[Felvtalk] Treatment Options

Amani Oakley aoakley at oakleylegal.com
Thu May 19 14:10:17 CDT 2016


Miriam

I have no idea how long you have followed the previous posts but if you have, you will know what I am going to say before I say it (and sorry to all the others on this chatline who have heard this a million times).

Don’t wait. Act immediately. I recommend the following regimen:


1.      Do baseline bloodwork – both biochemistry and haematology. Ask them to add a reticulocyte count to the haematology tests.

2.      Ask the vet to weigh him so you have a reliable baseline for that as well, that can be tracked.

3.      Ask the vet to prescribe the following:
Winstrol (Stanazolol) 2 mg a day (either in one go, or preferably 1 mg two times a day);
Doxycycline (not sure the dose – the vet should know this)
Prednisolone (also not sure the dose but I think 5 mg per day – again this can be given in one dose or split up and given twice)
Metoclopromide ¼ tablet before feedings (this may not be needed immediately, but I would get it on hand just in case – FeLV often negatively affects the
                        Intestinal tract and this helps to keep the food moving properly along through the digestive tract)

Of this list, if you have been following my posts, the only one you will have trouble getting is the Winstrol. Your vet will not agree, may never have heard of it, or generally just express scepticism. In any event, the vet will have to order it from a vet compounding pharmacy, and being unfamiliar with it, your vet may not know how to do that. This is the one you need the most to deal with what is obviously significant anemia (with the ivory gums).

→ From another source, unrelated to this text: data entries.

// Bitcoin formats library: consensus codecs, keys, scripts and PSBTs
// by LNP/BP Association (https://lnp-bp.org)
// Written in 2020-2022 by
//     Dr. Maxim Orlovsky <orlovsky@lnp-bp.org>
//
// To the extent possible under law, the author(s) have dedicated all
// copyright and related and neighboring rights to this software to
// the public domain worldwide. This software is distributed without
// any warranty.
//
// You should have received a copy of the Apache-2.0 License
// along with this software.
// If not, see <https://opensource.org/licenses/Apache-2.0>.

//! Primitives for the bitcoin consensus binary format: encoding traits,
//! compact integers, length-prefixed byte strings and lists, together with
//! the hash functions and text encodings (base58check, bech32) used across
//! the bitcoin protocol.

// Coding conventions
#![recursion_limit = "256"]
#![deny(unsafe_code /* , missing_docs */)]

#[macro_use]
extern crate amplify;

pub mod base58;
pub mod bech32;
mod compact;
mod error;
pub mod hashes;
mod primitives;

pub use compact::{
    compact_len, read_compact, read_greedy, read_list, read_to_end, read_var_bytes,
    write_compact, write_list, write_var_bytes, CompactUint,
};
pub use error::Error;

use std::io;

/// Maximum number of bytes a single decoded collection may pre-allocate.
///
/// Matches the consensus limit on the size of a serialized block, which is
/// an upper bound for any length prefix found in well-formed data.
pub const MAX_VEC_SIZE: usize = 4_000_000;

/// Data structures which can be written in bitcoin consensus format.
pub trait Encode {
    /// Writes the consensus representation of `self` into the writer,
    /// returning the number of bytes written.
    fn consensus_encode<W: io::Write + ?Sized>(&self, writer: &mut W) -> Result<usize, io::Error>;

    /// Serializes the data into a byte vector.
    ///
    /// Fails only if the data structure is internally inconsistent and
    /// can't be represented in the consensus format.
    fn serialize(&self) -> Result<Vec<u8>, io::Error> {
        let mut buf = Vec::new();
        self.consensus_encode(&mut buf)?;
        Ok(buf)
    }
}

/// Data structures which can be read from bitcoin consensus format.
pub trait Decode: Sized {
    /// Reads the data structure from the reader, consuming exactly the
    /// number of bytes its representation takes.
    fn consensus_decode<R: io::Read + ?Sized>(reader: &mut R) -> Result<Self, Error>;

    /// Deserializes the data structure from a byte slice, requiring all the
    /// data to be consumed.
    fn deserialize(data: &[u8]) -> Result<Self, Error> {
        let mut cursor = io::Cursor::new(data);
        let value = Self::consensus_decode(&mut cursor)?;
        let consumed = cursor.position() as usize;
        if consumed != data.len() {
            return Err(Error::DataNotConsumed(data.len() - consumed));
        }
        Ok(value)
    }
}

impl<T> Encode for &T
where
    T: Encode,
{
    #[inline]
    fn consensus_encode<W: io::Write + ?Sized>(&self, writer: &mut W) -> Result<usize, io::Error> {
        T::consensus_encode(self, writer)
    }
}

impl<T> Encode for Box<T>
where
    T: Encode,
{
    #[inline]
    fn consensus_encode<W: io::Write + ?Sized>(&self, writer: &mut W) -> Result<usize, io::Error> {
        T::consensus_encode(self, writer)
    }
}
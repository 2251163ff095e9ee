// Bitcoin formats library: consensus codecs, keys, scripts and PSBTs
// by LNP/BP Association (https://lnp-bp.org)
// Written in 2020-2022 by
//     Dr. Maxim Orlovsky <orlovsky@lnp-bp.org>
//
// To the extent possible under law, the author(s) have dedicated all
// copyright and related and neighboring rights to this software to
// the public domain worldwide. This software is distributed without
// any warranty.
//
// You should have received a copy of the Apache-2.0 License
// along with this software.
// If not, see <https://opensource.org/licenses/Apache-2.0>.


//! Partially signed bitcoin transactions: BIP-174 (v0), BIP-370 (v2) and
//! taproot fields of BIP-371. Parses and serializes raw key-value maps into
//! typed global, input and output maps, validating fields required and
//! forbidden by each PSBT version.

// Coding conventions
#![recursion_limit = "256"]
#![deny(dead_code, unsafe_code /* , missing_docs */)]

#[macro_use]
extern crate amplify;
#[macro_use]
extern crate log;

mod errors;
pub mod fields;
mod global;
mod input;
mod map;
mod output;
mod proprietary;
#[allow(clippy::module_inception)]
mod psbt;
pub mod raw;
mod structure;

pub use errors::PsbtError;
pub use fields::{KeySource, TapKeyOrigin, TapLeaf, TapLeafScript, TapScriptSigKey, TapTree, TxModifiable};
pub use global::GlobalMap;
pub use input::{InputMap, LOCKTIME_THRESHOLD};
pub use map::Map;
pub use output::OutputMap;
pub use proprietary::{MapLocation, ProprietaryKeyDescriptor, ProprietaryKeyError, ProprietaryKeyType};
pub use psbt::{Psbt, PsbtVersion};
pub use raw::{Key, KeyValue, ProprietaryKey};
pub use structure::{Fee, FeeError, InputPreviousTxo, MatchError};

Your vet may try and talk you into other treatments or no treatment (ie – euthanasia). I don’t think it will interfere with the Winstrol to use it with other treatments like Interferon or LTCF, etc., and others on this chatline have experienced good results on other treatments. However, (1) I think they are far more expensive; (2) I don’t think you get as fast a response as you do with the Winstrol, and you NEED a fast response or you will be forced to consider blood transfusions; (3) my own experience was that the other treatments I tried (and assessed with weekly blood testing) did not work.

I recommend weekly blood work (or every two weeks at least) to determine if there is a measurable response. If there isn’t, you want to know it ASAP so other options can be considered.

I just recently learned that there are four different viruses or subgroups of viruses that are responsible for FeLV, so I suspect that may well be why different treatments work in different cats.


Amani

P.S. – My apologies to everyone else for truly and completely sounding like a Winstrol salesperson at this point.

From: Felvtalk [mailto:felvtalk-bounces at felineleukemia.org] On Behalf Of Miriam Fenton
Sent: May-19-16 2:51 PM
To: felvtalk at felineleukemia.org
Subject: Re: [Felvtalk] Tiffany

He is FELV positive and I'm about to take him to the vet.

On Thu, May 19, 2016 at 11:49 AM, Miriam Fenton <m.gabriellefenton at gmail.com<mailto:m.gabriellefenton at gmail.com>> wrote:
HELP! I just noticed my cat has lost alot of weight and his gums are white!